原核表达，加不加IPTG都能表达

dxy_xjnju8o

2023-07-10

我用的质粒是pET28a，目标条带大概在40~55KDa处，加入IPTG的量最初是0.5mM，使用的宿主菌是BL21（DE3）。菌液摇到OD600=0.6-0.8左右时加入IPTG，在37℃时诱导4小时，在低温诱导时（16℃）诱导过夜，但无论何种条件何种培养方式，加IPTG诱导和不加IPTG诱导有目标条带出现在胶图上，Western Blot结果也是如此，且没有任何差异；现在换了宿主菌Rossetta-gami 2(DE3) plysS，SDS-PAGE结果无论诱导与否直接没有结果。
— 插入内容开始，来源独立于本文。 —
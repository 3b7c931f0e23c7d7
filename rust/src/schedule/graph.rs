//! Task graph construction and validation.

use crate::interner::{CodeInterner, TaskId};
use crate::models::Task;

use super::compute::ScheduleError;

/// Validated dependency graph over one task collection.
///
/// Codes are interned to dense ids in input order; all vectors are indexed
/// by `TaskId`. The `dependents` relation is the transpose of `deps`,
/// derived here so the two views can never disagree. Ids are internal and
/// never appear in results.
#[derive(Debug, Clone)]
pub struct TaskGraph {
    pub index: CodeInterner,
    /// Task durations in days, indexed by task id.
    pub durations: Vec<i64>,
    /// Direct dependencies (predecessors), indexed by task id.
    pub deps: Vec<Vec<TaskId>>,
    /// Direct dependents (successors), indexed by task id.
    pub dependents: Vec<Vec<TaskId>>,
}

impl TaskGraph {
    /// Build and validate the graph for a task collection.
    ///
    /// Codes are normalized to uppercase before uniqueness and reference
    /// checks, so `a` and `A` denote the same task. The caller's records
    /// are not mutated.
    pub fn build(tasks: &[Task]) -> Result<Self, ScheduleError> {
        let mut index = CodeInterner::with_capacity(tasks.len());

        for task in tasks {
            let code = task.code.to_uppercase();
            if code.is_empty() {
                return Err(ScheduleError::EmptyCode);
            }
            if task.duration <= 0 {
                return Err(ScheduleError::InvalidDuration(code));
            }
            if index.get(&code).is_some() {
                return Err(ScheduleError::DuplicateCode(code));
            }
            index.intern(&code);
        }

        let n = index.len();
        let mut durations = vec![0i64; n];
        let mut deps: Vec<Vec<TaskId>> = vec![Vec::new(); n];
        let mut dependents: Vec<Vec<TaskId>> = vec![Vec::new(); n];

        for (idx, task) in tasks.iter().enumerate() {
            let id = idx as TaskId;
            durations[idx] = task.duration;

            for dep_code in &task.dependencies {
                let dep_norm = dep_code.to_uppercase();
                let Some(dep_id) = index.get(&dep_norm) else {
                    return Err(ScheduleError::UnresolvedDependency {
                        code: task.code.to_uppercase(),
                        dependency: dep_norm,
                    });
                };
                // Dependencies are a set; a code listed twice is one edge
                if !deps[idx].contains(&dep_id) {
                    deps[idx].push(dep_id);
                    dependents[dep_id as usize].push(id);
                }
            }
        }

        Ok(Self {
            index,
            durations,
            deps,
            dependents,
        })
    }

    /// Number of tasks in the graph.
    pub fn len(&self) -> usize {
        self.index.len()
    }

    /// Check if empty.
    pub fn is_empty(&self) -> bool {
        self.index.is_empty()
    }

    /// Resolve a list of interned ids back to their codes.
    pub fn codes(&self, ids: &[TaskId]) -> Vec<String> {
        ids.iter()
            .filter_map(|&id| self.index.resolve(id))
            .map(str::to_string)
            .collect()
    }
}
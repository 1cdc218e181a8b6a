// crates/gendoc/src/render.rs

use std::collections::HashMap;

use once_cell::sync::Lazy;
use pulldown_cmark::{html, Options, Parser};
use regex::{Captures, Regex};

static HEADING_RE: Lazy<Regex> =
    Lazy::new(|| Regex::new(r"(?s)<h([1-6])>(.*?)</h[1-6]>").unwrap());
static TAG_RE: Lazy<Regex> = Lazy::new(|| Regex::new(r"<[^>]+>").unwrap());

/// Converts preprocessed markdown to HTML and anchor-links every heading.
pub fn to_html(markdown: &str) -> String {
    let mut options = Options::empty();
    options.insert(Options::ENABLE_TABLES);
    let parser = Parser::new_ext(markdown, options);
    let mut out = String::new();
    html::push_html(&mut out, parser);
    anchor_headings(&out)
}

/// Gives each heading a slug id and wraps its content in a self-referential
/// link. Repeated slugs get a numeric suffix so ids stay unique.
fn anchor_headings(html: &str) -> String {
    let mut seen: HashMap<String, usize> = HashMap::new();
    HEADING_RE
        .replace_all(html, |caps: &Captures| {
            let level = &caps[1];
            let inner = &caps[2];
            let text = TAG_RE.replace_all(inner, "");
            let mut slug = slugify(&text);
            let n = seen.entry(slug.clone()).or_insert(0);
            if *n > 0 {
                slug = format!("{}_{}", slug, n);
            }
            *n += 1;
            format!(
                "<h{level} id=\"{slug}\"><a class=\"toclink\" href=\"#{slug}\">{inner}</a></h{level}>"
            )
        })
        .into_owned()
}

fn slugify(text: &str) -> String {
    let mut slug = String::new();
    for c in text.trim().chars() {
        if c.is_ascii_alphanumeric() {
            slug.push(c.to_ascii_lowercase());
        } else if (c.is_whitespace() || c == '-') && !slug.ends_with('-') {
            slug.push('-');
        }
    }
    slug.trim_end_matches('-').to_string()
}
// crates/gendoc/src/meta.rs

use std::collections::HashMap;

use once_cell::sync::Lazy;
use regex::Regex;

static META_RE: Lazy<Regex> = Lazy::new(|| Regex::new(r"^([A-Za-z0-9_-]+):\s*(.*)$").unwrap());

/// Splits a leading `Key: value` metadata block off the document.
///
/// The block consists of consecutive matching lines at the very top of the
/// document and ends at the first blank or non-matching line; a blank
/// separator line is consumed along with the block. Keys are lowercased.
/// Documents without a metadata block are returned untouched.
pub fn split_metadata(input: &str) -> (HashMap<String, String>, String) {
    let mut meta = HashMap::new();
    let lines: Vec<&str> = input.split('\n').collect();

    let mut idx = 0;
    while idx < lines.len() {
        let line = lines[idx];
        if line.trim().is_empty() {
            if idx > 0 {
                idx += 1;
            }
            break;
        }
        match META_RE.captures(line) {
            Some(caps) => {
                meta.insert(caps[1].to_ascii_lowercase(), caps[2].trim().to_string());
                idx += 1;
            }
            None => break,
        }
    }

    if meta.is_empty() {
        return (meta, input.to_string());
    }
    (meta, lines[idx..].join("\n"))
}

#[cfg(test)]
mod tests {
    use super::*;

    #[test]
    fn extracts_title_and_strips_the_block() {
        let input = "Title: Getting Started\nAuthor: Someone\n\n# Body\n";
        let (meta, body) = split_metadata(input);
        assert_eq!(meta.get("title").unwrap(), "Getting Started");
        assert_eq!(meta.get("author").unwrap(), "Someone");
        assert_eq!(body, "# Body\n");
    }

    #[test]
    fn keys_are_lowercased() {
        let (meta, _) = split_metadata("TITLE: Loud\n\nbody");
        assert_eq!(meta.get("title").unwrap(), "Loud");
    }

    #[test]
    fn document_without_metadata_is_untouched() {
        let input = "# Heading first\n\nTitle: not metadata here\n";
        let (meta, body) = split_metadata(input);
        assert!(meta.is_empty());
        assert_eq!(body, input);
    }

    #[test]
    fn document_starting_with_blank_line_is_untouched() {
        let input = "\nTitle: too late\n";
        let (meta, body) = split_metadata(input);
        assert!(meta.is_empty());
        assert_eq!(body, input);
    }

    #[test]
    fn block_ends_at_first_non_matching_line() {
        let input = "Title: Abrupt\n# Heading right after\n";
        let (meta, body) = split_metadata(input);
        assert_eq!(meta.get("title").unwrap(), "Abrupt");
        assert_eq!(body, "# Heading right after\n");
    }
}
//! Features Module - Feature Extraction Engine
//!
//! Maps a request's attribute map onto the fixed model input layout.

pub mod attributes;
pub mod layout;
pub mod vector;

pub use attributes::{AttributeMap, AttributeValue, FeatureError, Resolved};
pub use layout::{LayoutInfo, FEATURE_COUNT, FEATURE_LAYOUT};
pub use vector::{to_matrix, FeatureVector, FeatureVectorBuilder};
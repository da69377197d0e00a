//! Sink Worker - one background thread per sink behind a bounded queue
//!
//! The serving path only ever calls `submit`, which never blocks. A slow
//! destination fills its own queue and further batches are dropped with a
//! warning; other sinks and the tokio blocking pool are unaffected.

use std::sync::Arc;

use tokio::sync::mpsc::{self, error::TrySendError};

use super::SinkError;

/// Batches buffered per sink before new ones are dropped
pub const SINK_QUEUE_CAPACITY: usize = 256;

pub struct SinkWorker<T> {
    name: &'static str,
    tx: mpsc::Sender<Arc<Vec<T>>>,
}

impl<T: Send + Sync + 'static> SinkWorker<T> {
    /// Start the worker thread. It exits once every handle to the worker is
    /// dropped and the queue is drained.
    pub fn spawn<F>(name: &'static str, capacity: usize, mut write: F) -> std::io::Result<Self>
    where
        F: FnMut(&[T]) -> Result<(), SinkError> + Send + 'static,
    {
        let (tx, mut rx) = mpsc::channel::<Arc<Vec<T>>>(capacity.max(1));

        std::thread::Builder::new()
            .name(format!("sink-{}", name))
            .spawn(move || {
                while let Some(batch) = rx.blocking_recv() {
                    if let Err(e) = write(&batch) {
                        tracing::warn!("Sink `{}` failed: {}", name, e);
                    }
                }
                tracing::debug!("Sink `{}` worker stopped", name);
            })?;

        Ok(Self { name, tx })
    }

    /// Queue a batch without waiting. `false` when the batch was dropped.
    pub fn submit(&self, batch: Arc<Vec<T>>) -> bool {
        match self.tx.try_send(batch) {
            Ok(()) => true,
            Err(TrySendError::Full(batch)) => {
                tracing::warn!("Sink `{}` queue full, dropping {} entries", self.name, batch.len());
                false
            }
            Err(TrySendError::Closed(batch)) => {
                tracing::warn!("Sink `{}` worker stopped, dropping {} entries", self.name, batch.len());
                false
            }
        }
    }
}

/// Start one worker per named writer, logging (and skipping) any that fail to spawn
pub fn spawn_all<T, F, I>(writers: I, capacity: usize) -> Vec<SinkWorker<T>>
where
    T: Send + Sync + 'static,
    F: FnMut(&[T]) -> Result<(), SinkError> + Send + 'static,
    I: IntoIterator<Item = (&'static str, F)>,
{
    writers
        .into_iter()
        .filter_map(|(name, write)| match SinkWorker::spawn(name, capacity, write) {
            Ok(worker) => Some(worker),
            Err(e) => {
                tracing::error!("Failed to start sink `{}`: {}", name, e);
                None
            }
        })
        .collect()
}

#[cfg(test)]
mod tests {
    use super::*;
    use std::sync::mpsc as std_mpsc;
    use std::time::Duration;

    #[test]
    fn test_batches_reach_writer_in_order() {
        let (seen_tx, seen_rx) = std_mpsc::channel();
        let worker = SinkWorker::spawn("ordered", 8, move |batch: &[u32]| {
            seen_tx.send(batch.to_vec()).ok();
            Ok(())
        })
        .unwrap();

        assert!(worker.submit(Arc::new(vec![1, 2])));
        assert!(worker.submit(Arc::new(vec![3])));

        let timeout = Duration::from_secs(5);
        assert_eq!(seen_rx.recv_timeout(timeout).unwrap(), vec![1, 2]);
        assert_eq!(seen_rx.recv_timeout(timeout).unwrap(), vec![3]);
    }

    #[test]
    fn test_writer_error_keeps_worker_alive() {
        let (seen_tx, seen_rx) = std_mpsc::channel();
        let worker = SinkWorker::spawn("flaky", 8, move |batch: &[u32]| {
            seen_tx.send(batch[0]).ok();
            if batch[0] == 1 {
                Err(SinkError::Http("boom".to_string()))
            } else {
                Ok(())
            }
        })
        .unwrap();

        worker.submit(Arc::new(vec![1]));
        worker.submit(Arc::new(vec![2]));

        let timeout = Duration::from_secs(5);
        assert_eq!(seen_rx.recv_timeout(timeout).unwrap(), 1);
        assert_eq!(seen_rx.recv_timeout(timeout).unwrap(), 2);
    }
}
//! Model Loader - where predictors come from

use std::path::{Path, PathBuf};
use std::sync::Arc;
use std::time::UNIX_EPOCH;

use super::predictor::{ModelError, Predictor};

/// Source of a fresh predictor, called on startup and on every reload
pub trait ModelLoader: Send + Sync {
    fn load(&self) -> Result<Arc<dyn Predictor>, ModelError>;
    fn describe(&self) -> String;
}

// ============================================================================
// FILE LOADER
// ============================================================================

/// Loads a model file from the local filesystem
#[derive(Debug, Clone)]
pub struct FileModelLoader {
    path: PathBuf,
}

impl FileModelLoader {
    pub fn new(path: impl Into<PathBuf>) -> Self {
        Self { path: path.into() }
    }
}

/// `local-<mtime>` with the modification time in fractional unix seconds
pub fn local_version(path: &Path) -> Result<String, ModelError> {
    let modified = std::fs::metadata(path)
        .and_then(|m| m.modified())
        .map_err(|e| ModelError::Load(format!("{}: {}", path.display(), e)))?;
    let secs = modified
        .duration_since(UNIX_EPOCH)
        .map(|d| d.as_secs_f64())
        .unwrap_or(0.0);
    Ok(format!("local-{}", secs))
}

#[cfg(feature = "onnx")]
fn load_onnx(path: &Path) -> Result<Arc<dyn Predictor>, ModelError> {
    let version = local_version(path)?;
    let model = super::onnx::OnnxModel::load(path, version)?;
    Ok(Arc::new(model))
}

#[cfg(not(feature = "onnx"))]
fn load_onnx(_path: &Path) -> Result<Arc<dyn Predictor>, ModelError> {
    Err(ModelError::UnsupportedFormat(
        "ONNX support not compiled in (build with `--features onnx`)".to_string(),
    ))
}

impl ModelLoader for FileModelLoader {
    fn load(&self) -> Result<Arc<dyn Predictor>, ModelError> {
        if !self.path.exists() {
            return Err(ModelError::NotFound(self.path.display().to_string()));
        }

        let extension = self
            .path
            .extension()
            .and_then(|e| e.to_str())
            .unwrap_or_default()
            .to_ascii_lowercase();

        match extension.as_str() {
            "onnx" => load_onnx(&self.path),
            other => Err(ModelError::UnsupportedFormat(format!(
                "`.{}` ({})",
                other,
                self.path.display()
            ))),
        }
    }

    fn describe(&self) -> String {
        self.path.display().to_string()
    }
}

// ============================================================================
// STATIC LOADER
// ============================================================================

/// Hands out an already constructed predictor (embedding, tests)
#[derive(Clone)]
pub struct StaticLoader {
    predictor: Arc<dyn Predictor>,
}

impl StaticLoader {
    pub fn new(predictor: Arc<dyn Predictor>) -> Self {
        Self { predictor }
    }
}

impl ModelLoader for StaticLoader {
    fn load(&self) -> Result<Arc<dyn Predictor>, ModelError> {
        Ok(Arc::clone(&self.predictor))
    }

    fn describe(&self) -> String {
        format!("static:{}", self.predictor.version())
    }
}

#[cfg(test)]
mod tests {
    use super::*;
    use std::io::Write;

    #[test]
    fn test_missing_file() {
        let loader = FileModelLoader::new("/nonexistent/model.onnx");
        assert!(matches!(loader.load(), Err(ModelError::NotFound(_))));
    }

    #[test]
    fn test_unsupported_extension() {
        let mut file = tempfile::Builder::new().suffix(".txt").tempfile().unwrap();
        writeln!(file, "tree").unwrap();

        let loader = FileModelLoader::new(file.path());
        assert!(matches!(loader.load(), Err(ModelError::UnsupportedFormat(_))));
    }

    #[cfg(feature = "onnx")]
    #[test]
    fn test_corrupt_onnx_file_is_load_error() {
        let mut file = tempfile::Builder::new().suffix(".onnx").tempfile().unwrap();
        file.write_all(b"not a protobuf graph").unwrap();

        let loader = FileModelLoader::new(file.path());
        assert!(matches!(loader.load(), Err(ModelError::Load(_))));
    }

    #[cfg(not(feature = "onnx"))]
    #[test]
    fn test_onnx_without_runtime_is_unsupported() {
        let file = tempfile::Builder::new().suffix(".onnx").tempfile().unwrap();

        let loader = FileModelLoader::new(file.path());
        assert!(matches!(loader.load(), Err(ModelError::UnsupportedFormat(_))));
    }

    #[test]
    fn test_local_version_prefix() {
        let file = tempfile::NamedTempFile::new().unwrap();
        let version = local_version(file.path()).unwrap();
        assert!(version.starts_with("local-"));
    }
}
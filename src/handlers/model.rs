//! Model management handlers

use axum::{extract::State, Json};

use crate::features::LayoutInfo;
use crate::models::ReloadResponse;
use crate::{AppError, AppResult, AppState};

/// `POST /model/reload`
pub async fn reload(State(state): State<AppState>) -> AppResult<Json<ReloadResponse>> {
    let registry = state.model.clone();
    let version = tokio::task::spawn_blocking(move || registry.reload())
        .await
        .map_err(|e| AppError::InternalError(e.to_string()))?
        .map_err(|e| AppError::ReloadFailed(e.to_string()))?;

    Ok(Json(ReloadResponse {
        status: "success".to_string(),
        message: "Model reloaded successfully".to_string(),
        model_version: version,
    }))
}

/// `GET /model/info` - the feature layout the model is served with
pub async fn info() -> Json<LayoutInfo> {
    Json(LayoutInfo::current())
}
//! Metrics Module - in-process serving statistics

pub mod aggregator;
pub mod snapshot;

pub use aggregator::{MetricsAggregator, LATENCY_WINDOW_CAPACITY};
pub use snapshot::{MetricsReport, MetricsSnapshot, MetricsSummary};
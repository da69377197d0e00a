//! Health check handler

use axum::{extract::State, Json};

use crate::models::HealthResponse;
use crate::AppState;

/// `GET /` - always `ok` while the process is serving
pub async fn root(State(state): State<AppState>) -> Json<HealthResponse> {
    Json(health_response(&state, "ok"))
}

/// `GET /health` - `degraded` while no model is loaded
pub async fn check(State(state): State<AppState>) -> Json<HealthResponse> {
    let status = if state.model.is_loaded() { "ok" } else { "degraded" };
    Json(health_response(&state, status))
}

fn health_response(state: &AppState, status: &str) -> HealthResponse {
    HealthResponse {
        status: status.to_string(),
        model_loaded: state.model.is_loaded(),
        model_version: state.model.version(),
        environment: state.config.environment.clone(),
        version: env!("CARGO_PKG_VERSION").to_string(),
    }
}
理论上来说不加IPTG是不会有结果的，所以想请教各位大佬能不能指条明路。

1 个回答

loveliufudan

2023-07-10

有帮助

在您进行原核表达时，有一些可能的原因导致您无论是否添加IPTG都能观察到目标蛋白条带的出现：

1. 自发性诱导：有些表达载体或宿主菌株在特定条件下可以自发表达目标蛋白，而不需要外源性诱导剂如IPTG。这可能是导致您观察到目标蛋白条带的原因之一。这种自发性表达可能是由于一些突变或其他因素导致的。

2. 泄漏表达：宿主菌中的T7 RNA聚合酶可能存在泄漏表达的现象，即在未添加IPTG的情况下，T7 RNA聚合酶仍能以较低水平转录目标基因。这可能导致您观察到目标蛋白条带的出现。

3. 载体变异：在特定的质粒构建中，存在一些变异或异常情况，使得目标基因在不添加IPTG的情况下也能表达。这可能是由于质粒构建时的误差或突变导致的。

4. 宿主菌株问题：您使用的宿主菌株可能存在一些特殊性质，导致即使不加IPTG也能表达目标蛋白。